Now, what about companies? As mentioned, in the current policy cycle the repo rate has come down by 135 bps. Ideally, this should have helped higher credit off-take. But, look at the data. Loan flow to medium and small-sized companies has actually shrunk in the 12 months ending August 2019 (according to data available on RBI site). Loan flow to medium-sized companies has registered a negative growth of 0.8 percent during this period while that to micro and small companies have shrunk by a negative 2.1 percent. Large companies have, however, seen a loan growth of 5.1 percent against 1.6 percent in the 12 months period before.
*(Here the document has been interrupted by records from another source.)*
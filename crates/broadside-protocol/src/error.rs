//! Error types for the protocol layer.
//!
//! Each crate in Broadside defines its own error enum. When you see a
//! `ProtocolError`, the problem is in how bytes were framed, not in what
//! the player asked for.

use broadside_board::BoardError;

/// Errors that can occur while framing or unframing packets.
#[derive(Debug, Clone, PartialEq, Eq, thiserror::Error)]
pub enum ProtocolError {
    /// The payload does not fit the one-byte length field. Split it with
    /// [`chunk_payload`](crate::chunk_payload) first.
    #[error("payload of {len} bytes exceeds the 255-byte frame limit")]
    PayloadTooLarge { len: usize },

    /// Not enough bytes yet for a whole frame. Buffer more and retry.
    #[error("incomplete packet")]
    IncompletePacket,

    /// The CRC did not match. The frame (`consumed` bytes) should be
    /// dropped; the connection can carry on.
    #[error("checksum mismatch in frame seq {seq}")]
    ChecksumMismatch { seq: u8, consumed: usize },

    /// The byte stream can no longer be trusted to line up with frame
    /// boundaries.
    #[error("malformed frame: {0}")]
    Malformed(String),

    /// The payload is not valid UTF-8 text.
    #[error("payload is not UTF-8")]
    BadPayload,
}

/// Errors from reading a command payload such as `A1 H Carrier`.
#[derive(Debug, Clone, PartialEq, Eq, thiserror::Error)]
pub enum CommandError {
    /// The payload does not follow the command's grammar.
    #[error("usage: {0}")]
    Usage(&'static str),

    /// A coordinate or orientation inside the payload is invalid.
    #[error(transparent)]
    Board(#[from] BoardError),
}
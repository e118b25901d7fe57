//! Raw TCP transport implementation using `tokio::net`.

use std::net::SocketAddr;
use std::sync::atomic::{AtomicU64, Ordering};

use tokio::io::{AsyncReadExt, AsyncWriteExt};
use tokio::net::tcp::{OwnedReadHalf, OwnedWriteHalf};
use tokio::net::{TcpListener, TcpStream};
use tokio::sync::Mutex;

use crate::{Connection, ConnectionId, Transport, TransportError};

/// Counter for generating unique connection IDs.
static NEXT_CONNECTION_ID: AtomicU64 = AtomicU64::new(1);

/// Size of the scratch buffer used for a single `recv` call.
const READ_CHUNK: usize = 1024;

/// A TCP-based [`Transport`] that listens for incoming connections.
pub struct TcpTransport {
    listener: TcpListener,
}

impl TcpTransport {
    /// Binds a new TCP transport to the given address.
    pub async fn bind(addr: &str) -> Result<Self, TransportError> {
        let listener = TcpListener::bind(addr)
            .await
            .map_err(TransportError::AcceptFailed)?;
        tracing::info!(addr, "TCP transport listening");
        Ok(Self { listener })
    }

    /// Returns the address the listener is bound to.
    pub fn local_addr(&self) -> std::io::Result<SocketAddr> {
        self.listener.local_addr()
    }
}

impl Transport for TcpTransport {
    type Connection = TcpConnection;
    type Error = TransportError;

    async fn accept(&mut self) -> Result<Self::Connection, Self::Error> {
        let (stream, addr) = self
            .listener
            .accept()
            .await
            .map_err(TransportError::AcceptFailed)?;

        let conn = TcpConnection::from_stream(stream, addr);
        tracing::debug!(id = %conn.id, %addr, "accepted TCP connection");
        Ok(conn)
    }
}

/// A single TCP connection.
///
/// The stream is split into its read and write halves, each behind its own
/// lock, so a reader blocked in `recv` never holds up a concurrent `send`.
pub struct TcpConnection {
    id: ConnectionId,
    peer: SocketAddr,
    reader: Mutex<OwnedReadHalf>,
    writer: Mutex<OwnedWriteHalf>,
}

impl TcpConnection {
    /// Opens a client connection to `addr`.
    pub async fn connect(addr: &str) -> Result<Self, TransportError> {
        let stream = TcpStream::connect(addr)
            .await
            .map_err(TransportError::ConnectFailed)?;
        let peer = stream.peer_addr().map_err(TransportError::ConnectFailed)?;
        Ok(Self::from_stream(stream, peer))
    }

    /// Returns the remote address of this connection.
    pub fn peer_addr(&self) -> SocketAddr {
        self.peer
    }

    fn from_stream(stream: TcpStream, peer: SocketAddr) -> Self {
        // Frames are tiny and latency matters more than throughput.
        let _ = stream.set_nodelay(true);
        let (reader, writer) = stream.into_split();
        Self {
            id: ConnectionId::new(NEXT_CONNECTION_ID.fetch_add(1, Ordering::Relaxed)),
            peer,
            reader: Mutex::new(reader),
            writer: Mutex::new(writer),
        }
    }
}

impl Connection for TcpConnection {
    type Error = TransportError;

    async fn send(&self, data: &[u8]) -> Result<(), Self::Error> {
        let mut writer = self.writer.lock().await;
        writer.write_all(data).await.map_err(TransportError::SendFailed)?;
        writer.flush().await.map_err(TransportError::SendFailed)
    }

    async fn recv(&self) -> Result<Option<Vec<u8>>, Self::Error> {
        let mut buf = [0u8; READ_CHUNK];
        // `read` is cancellation safe: if the caller's timeout fires while
        // we wait here, no bytes have been consumed from the socket.
        let n = self
            .reader
            .lock()
            .await
            .read(&mut buf)
            .await
            .map_err(TransportError::ReceiveFailed)?;
        if n == 0 {
            return Ok(None);
        }
        Ok(Some(buf[..n].to_vec()))
    }

    async fn close(&self) -> Result<(), Self::Error> {
        self.writer
            .lock()
            .await
            .shutdown()
            .await
            .map_err(TransportError::SendFailed)
    }

    fn id(&self) -> ConnectionId {
        self.id
    }
}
These are mainly top-rated companies that were anyway getting bank lending. In the five months to August 2019, loans to even large companies have shrunk by a negative 4.2 percent. For micro/small and medium companies, credit growth has shrunk by 4.4 percent and 1.8 percent respectively. Such a poor show is on account of a combination of factors. The economic slowdown has forced many companies to scale down activities. A slowing world economy has impacted even exports. The crisis at the non-banking industry and the liquidity woes of commercial banks in the aftermath of NPA cleanup has limited lenders’ ability to lend aggressively.
To sum up, what RBI does in monetary policies—even a cumulative 135 bps rate cut—has hardly meant anything to the end borrowers. Unless banks pass on lower rates to the customer in a meaningful manner and demand revives in the economy, RBI policies will be mere non-events to borrowers.